The Importance of Gummi Bear and Her Weight on Me with Producer Rebecca Shuhan Lou
Filmmakers are entertainers but can also be artists driven by purpose. They are much more than social barometers; they can be a compass for the people. Displaying stories in a manner that allows an audience to touch upon the emotions and experiences of those completely different from them (or the same), filmmakers can achieve something that almost no other group can, the transference of empathy. Producer Rebecca Shuhan Lou takes this charge seriously. An artist at heart, she exhibits the passion inherent in this title through her work in films like Gummi Bear. In spite of its sweet title, this film explores the difficulty of two young minority siblings in America. Though Rebecca may not be visible on the screen, the very DNA of her approach to the story is found in every facet of this award-winning production.

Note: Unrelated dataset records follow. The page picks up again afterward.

//! Role-based eligibility, independent of resource state.
//!
//! Answers "may a role (with this club affiliation) perform this verb on this
//! kind of target?" and nothing else: dates, activity flags and identity are
//! the business-rule layer's job.
//!
//! - No IO
//! - No panics
//! - Every unlisted (kind, action) pair denies

use clubhub_core::ClubId;

use crate::resource::{ReportType, ResourceKind, ResourceRef};
use crate::roles::{can_assign_role, outranks};
use crate::{Action, Actor, Role};

/// The part of a resource the policy looks at.
#[derive(Debug, Copy, Clone, PartialEq, Eq)]
pub enum PolicyTarget {
    User {
        role: Role,
        club_id: Option<ClubId>,
    },
    Club {
        club_id: ClubId,
    },
    Event {
        club_id: Option<ClubId>,
    },
    Report {
        report_type: ReportType,
        club_id: Option<ClubId>,
    },
}

impl PolicyTarget {
    pub fn kind(&self) -> ResourceKind {
        match self {
            PolicyTarget::User { .. } => ResourceKind::User,
            PolicyTarget::Club { .. } => ResourceKind::Club,
            PolicyTarget::Event { .. } => ResourceKind::Event,
            PolicyTarget::Report { .. } => ResourceKind::Report,
        }
    }

    pub fn club_id(&self) -> Option<ClubId> {
        match self {
            PolicyTarget::User { club_id, .. }
            | PolicyTarget::Event { club_id }
            | PolicyTarget::Report { club_id, .. } => *club_id,
            PolicyTarget::Club { club_id } => Some(*club_id),
        }
    }
}

impl From<&ResourceRef> for PolicyTarget {
    fn from(resource: &ResourceRef) -> Self {
        match resource {
            ResourceRef::User(u) => PolicyTarget::User {
                role: u.role,
                club_id: u.club_id,
            },
            ResourceRef::Club(c) => PolicyTarget::Club { club_id: c.id },
            ResourceRef::Event(e) => PolicyTarget::Event { club_id: e.club_id },
            ResourceRef::Report(r) => PolicyTarget::Report {
                report_type: r.report_type,
                club_id: r.club_id,
            },
        }
    }
}

/// Whether `actor_role` (affiliated with `actor_club`) may perform `action`
/// against `target`.
pub fn permits(
    actor_role: Role,
    actor_club: Option<ClubId>,
    target: PolicyTarget,
    action: Action,
) -> bool {
    let same_club = matches!(
        (actor_club, target.club_id()),
        (Some(mine), Some(theirs)) if mine == theirs
    );

    match target {
        PolicyTarget::User { role, .. } => user_policy(actor_role, same_club, role, action),
        PolicyTarget::Club { .. } => club_policy(actor_role, same_club, action),
        PolicyTarget::Event { .. } => event_policy(actor_role, same_club, action),
        PolicyTarget::Report {
            report_type,
            club_id,
        } => report_policy(actor_role, same_club || club_id.is_none(), report_type, action),
    }
}

/// Convenience wrapper over [`permits`] for a resolved actor and resource.
pub fn permits_resource(actor: &Actor, resource: &ResourceRef, action: Action) -> bool {
    permits(actor.role, actor.club_id, PolicyTarget::from(resource), action)
}

/// Unscoped roles act anywhere; club-scoped roles only inside their club.
fn within_scope(actor_role: Role, same_club: bool) -> bool {
    actor_role.is_unscoped() || (actor_role.is_club_scoped() && same_club)
}

fn user_policy(actor_role: Role, same_club: bool, target_role: Role, action: Action) -> bool {
    match action {
        Action::Create | Action::Edit | Action::AssignRole => {
            within_scope(actor_role, same_club) && can_assign_role(actor_role, target_role)
        }
        Action::Delete => outranks(actor_role, target_role),
        Action::ViewDetails => actor_role.is_unscoped() || same_club,
        Action::Generate | Action::Export | Action::Register | Action::MarkAttendance => false,
    }
}

fn club_policy(actor_role: Role, same_club: bool, action: Action) -> bool {
    match action {
        Action::Create | Action::Delete => matches!(actor_role, Role::SystemAdmin | Role::Admin),
        Action::Edit => {
            actor_role.is_unscoped() || (actor_role == Role::ViceChairman && same_club)
        }
        Action::ViewDetails => true,
        Action::AssignRole
        | Action::Generate
        | Action::Export
        | Action::Register
        | Action::MarkAttendance => false,
    }
}

fn event_policy(actor_role: Role, same_club: bool, action: Action) -> bool {
    match action {
        Action::Create
        | Action::Edit
        | Action::Delete
        | Action::MarkAttendance
        | Action::Export => within_scope(actor_role, same_club),
        Action::Register | Action::ViewDetails => true,
        Action::AssignRole | Action::Generate => false,
    }
}

fn report_policy(actor_role: Role, in_club: bool, report_type: ReportType, action: Action) -> bool {
    match action {
        Action::Generate | Action::Export | Action::ViewDetails => {
            report_allowed(actor_role, report_type)
                && (actor_role.is_unscoped() || in_club)
        }
        Action::Create
        | Action::Edit
        | Action::Delete
        | Action::AssignRole
        | Action::Register
        | Action::MarkAttendance => false,
    }
}

/// Report types each role may produce.
///
/// | role                                           | report types                        |
/// |------------------------------------------------|-------------------------------------|
/// | SystemAdmin, Admin, ClubPresident, Chairman    | all                                 |
/// | ViceChairman                                   | all except SemesterSummary          |
/// | ClubOfficer, TeamLeader                        | EventOutcomes, ActivityTracking     |
/// | Member                                         | none                                |
pub fn report_allowed(role: Role, report_type: ReportType) -> bool {
    use crate::resource::ReportType::*;

    match role {
        Role::SystemAdmin | Role::Admin | Role::ClubPresident | Role::Chairman => true,
        Role::ViceChairman => !matches!(report_type, SemesterSummary),
        Role::ClubOfficer | Role::TeamLeader => {
            matches!(report_type, EventOutcomes | ActivityTracking)
        }
        Role::Member => false,
    }
}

The work of a truly committed and exceptional producer is exhausting to say the least. Rebecca’s work on Gummi Bear began with the inception of the film and continued through virtually every aspect from scheduling, cast auditions, principal photography, and on to edits and screenings. One might wonder what type of person would take on such a completely enveloping vocation; the answer is Rebecca Shuhan Lou. Her approach checks all of the boxes: creative, highly detailed, staunch work ethic, but most important to her is giving a voice to a statement that needs to be made. This applies to the public “we” as much as a personal “I” for Rebecca. She refers to her own unrelenting adolescent fear that drove her to speak her mind and overcome the challenges of scoliosis; instilled by her own parents and ironically rooted in their love for her. This would unearth itself in her film project Her Weight on Me. As producer of the film Gummi Bear, Rebecca explored a more general social context. She communicates, “We live in a conflicting world where society has put a very high standard and competitive environment on raising a child with expensive education fees and extracurricular activities so much so that many families are financially concerned to raise a child. Whereas, on the other hand, young parents are struggling to provide for their children that they have no emotional capacity to be present with their children in their daily life. Lack of emotional capacity, anxiety and depression all masked by toxic masculinity passing on from one generation to the next.”
Gummi Bear is a tale of two siblings who come to the understanding of just how autonomous they are due to the systems of disempowerment created by cycles of toxic masculinity perpetuated via forces outside and inside of the Black community on a daily basis. An Official Selection of the Oscar-qualifying Run&Shoot Filmworks Martha’s Vineyard African American Film Festival (Dukes County, MA) and a number of US film festivals, Gummi Bear also received international recognition as an Official Selection of the Rapport Festival (London, UK) and Africa International Film Festival (Lagos, Nigeria), among others. Numerous awards vetted the exceptional skill of those behind the film including Best Cinematography and Best Editing at the Milestone Worldwide Film Festival (Battipaglia, Italy), Best short film and Best actor at Victory International Film Festival (Evansville, IN), and Best Editing at Aura View Film Fest (Battipaglia, Italy). The story is told through the eyes of brother and sister Terence and Teresa. The core of the story focuses on a cycle that their young father Jarrod hopes to break but seems almost destined to pass onto the next generation.
While the culture may be different in the film Her Weight on Me, the premise of parental influence is still dominant. The story centers around a Chinese-American teenager crumbling under her parents’ toxic love and traditional values, a downward spiral that also leads to her first taste of sexual freedom. A Nicholl Fellowship semi-finalist as well as a finalist in the BlueCat Screenplay Competition, Her Weight on Me is an examination of abusive manipulative relationships within the family unit which are often perpetrated in the name of love. It shows the struggle of Hanna and how her father [Joel], the epitome of patriarchy, seems to support women in changing their circumstances while at the same time installing a mental jail of shame and inferiority. Joel has gone one step further by recruiting Hanna’s mother into his patriarchal view and manipulating her insecurity to constantly make her fearful of Hanna’s future. Instead of empowering the women, he abuses his power to instil fear in them.
The intensity Rebecca feels as a filmmaker, producing and even co-writing Her Weight on Me, is undeniable when watching her films. Director/Writer-R.J. Dawson of Gummi Bear confirms, “The reason I teamed with Rebecca was because of the passion and intent she put into nurturing the relationships of the team around her. Her ideology about making a film being like a relationship and a family really drew me to her and it was that care that we were able to accomplish what we did with our film.” Whether she’s post on Chinese Social Media to build awareness of her films or deeply mired in the day to day of keeping her team on-point, Rebecca Shuhan Lou proves herself much more than a filmmaker who seeks public notoriety; she deeply wants to make a difference.